I don't know what anybody else is thinking, but I'm not saying you suck. Far from it. You're getting some good tones, and you're accurate. You've clearly taken the time to organize it into something repeatable. But, you may have missed your calling. This is the moody, directionless, forgettable, tiring, melody-free stuff that makes for great background music for angsty teenage coming-of-age movies. Listening to this piece, you can just see some marginally attractive 16 year old long-haired brunette wandering along the water's edge trying to justify her undying love for some drug-addled boom-boom who cheats, beats on, and ignores her when she most needs attention. Helps if it's late fall or early winter, when everything is hopelessly stark, cold and gray. But on its own, the piece can't stand. While it would work as part of a soundtrack, it's unlikely to be published that way as it's not something anybody would pay to listen to twice. I suspect most people wouldn't realize they'd even heard it once.

My advice? Move to Hollywood. They'd probably eat this stuff up with a spoon. Plus, there's always porn. They love royalty-free music.
 
Super Turbo Deluxe Custom said:
Vol. Knob said:
That the whole "10 minute long instrumental" thing turns people off.

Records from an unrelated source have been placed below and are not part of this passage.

impl Prioritizer {
    pub fn new(store: Arc<dyn MetadataStore>, config: &SchedulerConfig) -> Self {
        Self {
            store,
            ranker: TaskRanker::new(config.criteria.clone()),
            max_concurrent_queries: config.max_concurrent_queries.max(1),
        }
    }

    pub fn ranker(&self) -> &TaskRanker {
        &self.ranker
    }

    /// Order a batch, returning one task id per input task.
    pub async fn prioritize(&self, tasks: &[Task]) -> PrioritizeResult<Vec<TaskId>> {
        let cancel = CancellationToken::new();
        self.prioritize_with_cancel(tasks, &cancel).await
    }

    /// Order a batch, giving up with [`PrioritizeError::Cancelled`] if `cancel`
    /// fires before the signals are in.
    pub async fn prioritize_with_cancel(
        &self,
        tasks: &[Task],
        cancel: &CancellationToken,
    ) -> PrioritizeResult<Vec<TaskId>> {
        let started = Instant::now();
        let mut run = Run::new(tasks.len());

        let populated =
            until_cancelled(cancel, self.validate_and_populate(tasks, &mut run)).await;
        let signals = match populated {
            Ok(signals) => signals,
            Err(e) => return Err(run.fail(e)),
        };

        run.advance(PrioritizerState::Sorting);
        let order = self.ranker.rank(tasks, &signals);
        run.advance(PrioritizerState::Sorted);

        info!(
            tasks = order.len(),
            elapsed_ms = started.elapsed().as_millis() as u64,
            "Prioritized batch"
        );
        Ok(order)
    }

    /// Validate a batch and compute its signals without sorting.
    pub async fn populate_signals(&self, tasks: &[Task]) -> PrioritizeResult<SignalCache> {
        let mut run = Run::new(tasks.len());
        let populated = self.validate_and_populate(tasks, &mut run).await;
        populated.map_err(|e| run.fail(e))
    }

    async fn validate_and_populate(
        &self,
        tasks: &[Task],
        run: &mut Run,
    ) -> PrioritizeResult<SignalCache> {
        self.validate(tasks).await?;
        run.advance(PrioritizerState::PopulatingSignals);
        self.populate(tasks).await
    }

    /// Reject empty batches, duplicate ids, self-dependencies and dependencies
    /// that resolve neither inside the batch nor in the store.
    async fn validate(&self, tasks: &[Task]) -> PrioritizeResult<()> {
        if tasks.is_empty() {
            return Err(PrioritizeError::InvalidBatch("batch is empty".to_string()));
        }

        let mut ids: HashSet<&TaskId> = HashSet::with_capacity(tasks.len());
        for task in tasks {
            if !ids.insert(&task.id) {
                return Err(PrioritizeError::InvalidBatch(format!(
                    "duplicate task id {}",
                    task.id
                )));
            }
        }

        // (dependent, dependency) for references that leave the batch
        let mut external: Vec<(&TaskId, &TaskId)> = Vec::new();
        for task in tasks {
            for dependency in &task.depends_on {
                if dependency.task_id == task.id {
                    return Err(PrioritizeError::InvalidBatch(format!(
                        "task {} depends on itself",
                        task.id
                    )));
                }
                if !ids.contains(&dependency.task_id) {
                    external.push((&task.id, &dependency.task_id));
                }
            }
        }

        let Some((first_dependent, _)) = external.first() else {
            return Ok(());
        };

        let mut lookup: Vec<TaskId> = external.iter().map(|(_, dep)| (*dep).clone()).collect();
        lookup.sort();
        lookup.dedup();

        let found = self
            .store
            .existing_task_ids(&lookup)
            .await
            .map_err(|source| PrioritizeError::QueryFailure {
                operation: RESOLVE_DEPENDENCIES,
                task_id: (*first_dependent).clone(),
                source,
            })?;

        match external.iter().find(|(_, dep)| !found.contains(*dep)) {
            Some((task_id, dependency)) => Err(PrioritizeError::DanglingDependency {
                task_id: (*task_id).clone(),
                dependency: (*dependency).clone(),
            }),
            None => Ok(()),
        }
    }

    /// Run the three signal populations concurrently; the first error drops
    /// the others.
    async fn populate(&self, tasks: &[Task]) -> PrioritizeResult<SignalCache> {
        let store = self.store.as_ref();
        let limit = self.max_concurrent_queries;

        let (previous, similar_failures, dependency_count) = tokio::try_join!(
            signals::populate_previous_completion(store, tasks, limit),
            signals::populate_similar_failures(store, tasks, limit),
            async { Ok::<_, PrioritizeError>(signals::populate_dependency_count(tasks)) },
        )?;

        debug!(
            tasks = tasks.len(),
            with_history = previous.values().filter(|p| p.is_some()).count(),
            blocked_dependents = dependency_count.values().sum::<usize>(),
            "Signals populated"
        );

        Ok(SignalCache::new(previous, dependency_count, similar_failures))
    }
}

async fn until_cancelled<T>(
    cancel: &CancellationToken,
    work: impl Future<Output = PrioritizeResult<T>>,
) -> PrioritizeResult<T> {
    tokio::select! {
        biased;
        _ = cancel.cancelled() => Err(PrioritizeError::Cancelled),
        result = work => result,
    }
}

Yeah, LSD ain't near as popular as it used to be.

Inna gadda da vida, baby!
Dontcha know that I rub you?
Inna gadda da vida, baby!
Dontcha know that I just wanna screw?

<break for 3 hour organ solo>

Oh, won'tcha come with me?
You can use your hand.
Oh, won'tcha come with me?
I'll letcha sing in the ba-ha-ha-a-haaand!
Please, use your hand!

<break for 5 hour drum solo>

<rideout>
<wake in stupor>
 
Ah yes, the drug reference. 

Actually, all of these (except for Minor Inversions and Pendulum) was recorded in 2003, entirely with the head phones on, while my young children slept in the next room.  Can't be abusing drugs while a single father, and you get more guitar playing done after the toddlers are asleep.

Minor Inversions was in 2007, Pendulum was last october.  Both quite drug free as well. 

Though I recognize my stuff is good to listen to while high.  I get it, and I don't remember much of the early '90s.